[Goal of the exercise] The answer should consist of every line in the material below that has the word "expected".

Segment Start: Data to process

//! In-memory store of funding pools.
//!
//! Enforces one pool per episode: a pool whose `event_id` is already owned
//! by a pool with a different id is rejected on `save` and `initialize`.

use std::collections::HashMap;

use crate::domain::{Category, EntityStore, Pool, PoolStatus};
use crate::error::GatewayError;

/// Keyed store of [`Pool`]s.
#[derive(Debug, Default)]
pub struct PoolRepository {
    store: EntityStore<Pool>,
}

impl PoolRepository {
    /// Creates an empty repository.
    #[must_use]
    pub fn new() -> Self {
        Self::default()
    }

    /// Looks up one pool.
    pub async fn find_by_id(&self, id: &str) -> Option<Pool> {
        self.store.find_by_id(id).await
    }

    /// Returns every pool.
    pub async fn find_all(&self) -> Vec<Pool> {
        self.store.find_all().await
    }

    /// Returns pools in `status`.
    pub async fn find_by_status(&self, status: PoolStatus) -> Vec<Pool> {
        self.store.filter(|p| p.status() == status).await
    }

    /// Returns pools in `category`.
    pub async fn find_by_category(&self, category: Category) -> Vec<Pool> {
        self.store.filter(|p| p.category() == category).await
    }

    /// Returns pools matching both `status` and `category`.
    pub async fn find_by_status_and_category(
        &self,
        status: PoolStatus,
        category: Category,
    ) -> Vec<Pool> {
        self.store
            .filter(|p| p.status() == status && p.category() == category)
            .await
    }

    /// Returns the pool funding `event_id`, if any.
    pub async fn find_by_event_id(&self, event_id: &str) -> Option<Pool> {
        self.store.find_first(|p| p.event_id() == event_id).await
    }

    /// Inserts or replaces a pool.
    ///
    /// # Errors
    ///
    /// Returns [`GatewayError::Validation`] if the id is empty or another
    /// pool already funds the same episode.
    pub async fn save(&self, pool: Pool) -> Result<(), GatewayError> {
        self.store.save_checked(pool, ensure_single_pool).await
    }

    /// Bulk-loads pools at startup. Nothing is loaded if any pool fails
    /// validation.
    ///
    /// # Errors
    ///
    /// Same conditions as [`PoolRepository::save`].
    pub async fn initialize(&self, pools: Vec<Pool>) -> Result<(), GatewayError> {
        self.store.initialize(pools, ensure_single_pool).await
    }

    /// Records a member joining pool `id` with `contribution`.
    ///
    /// The member count and pool size change together under the store's
    /// write lock.
    ///
    /// # Errors
    ///
    /// Returns [`GatewayError::Validation`] for a negative or non-finite
    /// contribution and [`GatewayError::NotFound`] for an unknown pool.
    pub async fn add_member(&self, id: &str, contribution: f64) -> Result<Pool, GatewayError> {
        if !contribution.is_finite() || contribution < 0.0 {
            return Err(GatewayError::Validation(format!(
                "contribution must be a non-negative amount, got {contribution}"
            )));
        }
        self.store.update(id, |p| p.add_member(contribution)).await
    }

    /// Moves pool `id` to `status`.
    ///
    /// # Errors
    ///
    /// Returns [`GatewayError::NotFound`] for an unknown pool.
    pub async fn update_status(&self, id: &str, status: PoolStatus) -> Result<Pool, GatewayError> {
        self.store.update(id, |p| p.update_status(status)).await
    }
}

fn ensure_single_pool(existing: &HashMap<String, Pool>, pool: &Pool) -> Result<(), GatewayError> {
    let clash = existing
        .values()
        .find(|other| other.event_id() == pool.event_id() && other.id() != pool.id());
    match clash {
        Some(other) => Err(GatewayError::Validation(format!(
            "episode {} is already funded by pool {}",
            pool.event_id(),
            other.id()
        ))),
        None => Ok(()),
    }
}

#[cfg(test)]
#[allow(clippy::panic)]
mod tests {
    use std::sync::Arc;

    use super::*;
    use crate::domain::pool::tests::draft;

    #[tokio::test]
    async fn find_by_event_id_returns_owner() {
        let repo = PoolRepository::new();
        let _ = repo
            .initialize(vec![
                Pool::new(draft("1", "ke902", PoolStatus::Recruiting)),
                Pool::new(draft("2", "jejuTyphoon", PoolStatus::Recruiting)),
            ])
            .await;

        assert_eq!(
            repo.find_by_event_id("jejuTyphoon").await.map(|p| p.id().to_string()),
            Some("2".to_string())
        );
        assert!(repo.find_by_event_id("unknown").await.is_none());
    }

    #[tokio::test]
    async fn second_pool_for_same_episode_is_rejected() {
        let repo = PoolRepository::new();
        let _ = repo
            .save(Pool::new(draft("1", "ke902", PoolStatus::Recruiting)))
            .await;
        let result = repo
            .save(Pool::new(draft("9", "ke902", PoolStatus::Active)))
            .await;
        assert!(matches!(result, Err(GatewayError::Validation(_))));

        // Re-saving the owner is an upsert.
        let resave = repo
            .save(Pool::new(draft("1", "ke902", PoolStatus::Active)))
            .await;
        assert!(resave.is_ok());
        assert_eq!(repo.find_all().await.len(), 1);
    }

    #[tokio::test]
    async fn initialize_rejects_duplicate_episode() {
        let repo = PoolRepository::new();
        let result = repo
            .initialize(vec![
                Pool::new(draft("1", "ke902", PoolStatus::Recruiting)),
                Pool::new(draft("2", "ke902", PoolStatus::Recruiting)),
            ])
            .await;
        assert!(result.is_err());
        assert!(repo.find_all().await.is_empty());
    }

    #[tokio::test]
    async fn add_member_rejects_negative_contribution() {
        let repo = PoolRepository::new();
        let _ = repo
            .save(Pool::new(draft("1", "ke902", PoolStatus::Recruiting)))
            .await;
        assert!(matches!(
            repo.add_member("1", -5.0).await,
            Err(GatewayError::Validation(_))
        ));
        assert!(matches!(
            repo.add_member("1", f64::NAN).await,
            Err(GatewayError::Validation(_))
        ));
        assert!(matches!(
            repo.add_member("missing", 5.0).await,
            Err(GatewayError::NotFound { .. })
        ));
    }

    #[tokio::test(flavor = "multi_thread", worker_threads = 4)]
    async fn concurrent_add_member_is_additive() {
        let repo = Arc::new(PoolRepository::new());
        let _ = repo
            .save(Pool::new(draft("1", "ke902", PoolStatus::Recruiting)))
            .await;

        let mut handles = Vec::new();
        for i in 0..64_u32 {
            let repo = Arc::clone(&repo);
            handles.push(tokio::spawn(async move {
                repo.add_member("1", f64::from(i % 4 + 1) * 250.0).await
            }));
        }
        for handle in handles {
            let Ok(Ok(_)) = handle.await else {
                panic!("add_member task failed");
            };
        }

        let expected: f64 = (0..64_u32).map(|i| f64::from(i % 4 + 1) * 250.0).sum();
        let Some(pool) = repo.find_by_id("1").await else {
            panic!("pool missing");
        };
        assert_eq!(pool.members(), 64);
        assert!((pool.pool_size() - expected).abs() < f64::EPSILON);
    }

    #[tokio::test]
    async fn status_and_category_filters() {
        let repo = PoolRepository::new();
        let _ = repo
            .initialize(vec![
                Pool::new(draft("1", "ke902", PoolStatus::Recruiting)),
                Pool::new(draft("3", "gimpoJeju", PoolStatus::Active)),
            ])
            .await;
        assert_eq!(repo.find_by_status(PoolStatus::Active).await.len(), 1);
        assert_eq!(repo.find_by_category(Category::FlightDelay).await.len(), 2);
        assert!(
            repo.find_by_status_and_category(PoolStatus::Settling, Category::FlightDelay)
                .await
                .is_empty()
        );
    }
}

Segment End: Data to process

[Result of the exercise]
        let expected: f64 = (0..64_u32).map(|i| f64::from(i % 4 + 1) * 250.0).sum();
        assert!((pool.pool_size() - expected).abs() < f64::EPSILON);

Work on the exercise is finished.